━━ Material provided ━━

//! Mapping of core errors onto HTTP status codes.
//!
//! Both surfaces answer with the same status for the same failure. Messages are fixed strings
//! so no path, real or virtual, ever leaks into a response body.

use crate::auth::AuthError;
use axum::http::StatusCode;
use drivefs_core::DriveError;

/// Status code and client-facing message for a core error.
///
/// Server-side failures are logged here, once, with their full detail.
pub fn status_for(err: &DriveError) -> (StatusCode, &'static str) {
    match err {
        e if e.is_invalid_path() => (StatusCode::BAD_REQUEST, "Invalid path"),
        DriveError::InvalidInput(_) => (StatusCode::BAD_REQUEST, "Invalid request"),
        DriveError::AuthenticationRequired => (StatusCode::UNAUTHORIZED, "Authentication required"),
        DriveError::AccessDenied(_) | DriveError::EscapesRoot => {
            (StatusCode::FORBIDDEN, "Access denied")
        }
        DriveError::NotFound(_) => (StatusCode::NOT_FOUND, "Not found"),
        DriveError::AlreadyExists(_) => (StatusCode::CONFLICT, "Already exists"),
        DriveError::QuotaExceeded { .. } => (StatusCode::PAYLOAD_TOO_LARGE, "Storage quota exceeded"),
        DriveError::Locked(_) => (StatusCode::LOCKED, "Resource is locked"),
        other => {
            tracing::error!(error = %other, "request failed");
            (StatusCode::INTERNAL_SERVER_ERROR, "Internal error")
        }
    }
}

/// Status code and client-facing message for an authentication failure.
pub fn auth_status_for(err: &AuthError) -> (StatusCode, &'static str) {
    match err {
        AuthError::Missing | AuthError::Invalid => {
            (StatusCode::UNAUTHORIZED, "Authentication required")
        }
        other => {
            tracing::error!(error = %other, "authentication backend failed");
            (StatusCode::INTERNAL_SERVER_ERROR, "Internal error")
        }
    }
}

#[cfg(test)]
mod tests {
    use super::*;

    #[test]
    fn statuses() {
        let cases = [
            (DriveError::PathTraversal, StatusCode::BAD_REQUEST),
            (DriveError::UnknownNamespace("etc".into()), StatusCode::BAD_REQUEST),
            (DriveError::AuthenticationRequired, StatusCode::UNAUTHORIZED),
            (DriveError::access_denied("/home/x"), StatusCode::FORBIDDEN),
            (DriveError::EscapesRoot, StatusCode::FORBIDDEN),
            (DriveError::not_found("/home/x"), StatusCode::NOT_FOUND),
            (DriveError::already_exists("/home/x"), StatusCode::CONFLICT),
            (
                DriveError::QuotaExceeded { drive: "d".into() },
                StatusCode::PAYLOAD_TOO_LARGE,
            ),
            (DriveError::Locked("/home/x".into()), StatusCode::LOCKED),
            (
                DriveError::Io(std::io::Error::other("disk")),
                StatusCode::INTERNAL_SERVER_ERROR,
            ),
        ];
        for (err, status) in cases {
            let (got, message) = status_for(&err);
            assert_eq!(got, status, "{err:?}");
            assert!(!message.contains("/home"));
        }
    }
}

━━━

## Task details
Read through the material above, and whenever a line contains "Locked", copy it.

## Answer area
        DriveError::Locked(_) => (StatusCode::LOCKED, "Resource is locked"),
            (DriveError::Locked("/home/x".into()), StatusCode::LOCKED),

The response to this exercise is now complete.